Allie explored the “gendered and sexualised body” of the female contestants, with the girls regularly being called “slaggy” and the men being championed as “lads”.

Titled: “‘She’s so slaggy but he’s just being a lad’: An investigation of the gendered and sexualised body on Love Island”, Allie chose the reality TV show as her thesis topic after being uninspired by her “really generic and boring” original topic.

Like the rest of the country, she became hooked on the dramas inside the Love Island house, from Kady losing her shit at Liana, to when Rachel found out Rykard had necked Liv in the beach stand-off, and decided she could write a dissertation on it (not to her mum’s approval).

Allie said: “We had to submit a proposal before we went on our year abroad, so I just did it on something really generic and boring. When I got back from Australia, my tutor said: ‘I can tell you’re not really interested in this, why don’t you go away over the summer and come back with some ideas in September’. So I went away, didn’t think about it for ages, enjoyed my summer, and like lots of people got hooked on Love Island.”

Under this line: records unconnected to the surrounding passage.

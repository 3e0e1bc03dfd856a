//! Formatting of schema properties and values into search bar suggestions.

use crate::search::autocomplete::detect;
use crate::search::parser::compile;
use crate::search::types::*;
use serde::{Deserialize, Serialize};
use std::collections::HashSet;

/// Options controlling suggestion formatting.
#[derive(Debug, Clone, Default, PartialEq, Eq, Serialize, Deserialize)]
#[serde(default)]
pub struct SuggestionOptions {
    /// Drop values that are already selected in the typed query, and repeated
    /// values in the service response. Applies to value suggestions only.
    pub dedupe_selected_values: bool,
}

/// Build the suggestion list shown under the search bar.
///
/// The list always starts with a disabled header. `already_typed` is the raw
/// search text and is only consulted when de-duplication is enabled.
pub fn format_suggestions(
    values: &[String],
    kind: SuggestionKind,
    already_typed: &str,
    options: &SuggestionOptions,
) -> Vec<Suggestion> {
    let mut suggestions = Vec::with_capacity(values.len() + 1);
    suggestions.push(Suggestion {
        id: "id-suggestions-label".to_string(),
        key: "key-suggestions-label".to_string(),
        name: kind.header().to_string(),
        kind,
        disabled: true,
    });

    let dedupe = options.dedupe_selected_values && kind == SuggestionKind::Value;
    let mut seen: HashSet<&str> = HashSet::new();
    let selected = if dedupe {
        selected_values(already_typed)
    } else {
        HashSet::new()
    };

    for value in values {
        if dedupe && (selected.contains(value.as_str()) || !seen.insert(value.as_str())) {
            continue;
        }
        suggestions.push(Suggestion {
            id: format!("id-{}", value),
            key: format!("key-{}", value),
            name: value.clone(),
            kind,
            disabled: false,
        });
    }

    suggestions
}

/// Non-empty values already selected for the property being completed, or
/// for every property when no target can be determined.
fn selected_values(already_typed: &str) -> HashSet<String> {
    let query = compile(already_typed);
    let selected: Vec<&str> = match detect(already_typed).target_property {
        Some(property) => query.values_for(&property).collect(),
        None => query
            .filters
            .iter()
            .flat_map(|f| f.values.iter().map(String::as_str))
            .collect(),
    };
    selected
        .into_iter()
        .filter(|v| !v.is_empty())
        .map(str::to_string)
        .collect()
}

The third year added: “My mum was so appalled I was watching it but with the whole outrage about Zara losing her Miss GB crown for having sex on the show I said I bet you could do a dissertation about it.

“So as a joke, and to prove my mum wrong, I went back to my tutor in September, along with a couple of other, more serious, ideas, but he was most intrigued by the Love Island one so said go for it.”

If you think writing 12,000 words on Love Island sounds easy, think again. For her diss, Allie, whose fave contestants were Cara and Nathan, watched and transcribed every single 45-minute episode to analyse every nitty-gritty detail, from the contestants make-up to the camera angles.

“I wasn’t just watching the episodes and writing some crap about it, I had to painstakingly go through all 47 episodes, transcribe them all, note down everything from camera angles, commentary, clothes, body language, make-up, how often they used the word slag – all that stuff, and relate it to all my literature about body shaming, gender norms and sexuality issues in society”, Allie said.

Allie (left)

When asked whether people were surprised to hear of her unusual diss topic, Allie was quick to defend Love Island to those who stuck their noses up at it. She said people’s reactions were “a mixture of shock, hilarity and utter disgust when I told people what I was doing my dissertation on, but if someone can do it on the Kardashians, then I can do it on Love Island, they’re cultural phenomenon of our time, whether you like it or not.”

After all her analysis, Allie concluded in her research that she felt the show sexualised women’s bodies due to slut shaming from the contestants and the audience. She commented: “My overall finding was that even though the show was quite progressive in some ways, featuring strong, independent women, and a bisexual couple, which is rarely done in mainstream media and on reality television dating shows, they were still portrayed from a patriarchal heteronormative gaze, evident in the way the women’s bodies were sexualised and the pervasiveness of ‘slut shaming’ on the show.”

She continued: “Even the men had to adhere to narrow standards of masculinity, with certain grooming practises, weight lifting and lack of emotionality.”

“It was all very interesting stuff, although I’m not sure how serious future employers would take it, but anyway. I enjoyed writing it, was proud of the result and hopefully means I haven’t completely failed my degree.”

Allie, like the rest of the country, is excited for the return of Love Island in the coming weeks, but was devastated to hear of Cara and Nathan’s breakup. “I was just as heartbroken as the rest of the nation when they announced their split recently, and mega shocked with the baby news. I hope they call it Cazza Flack, after the one and only”, Allie added.

Move aside Kardashian dissertations, this reality TV thesis tops it.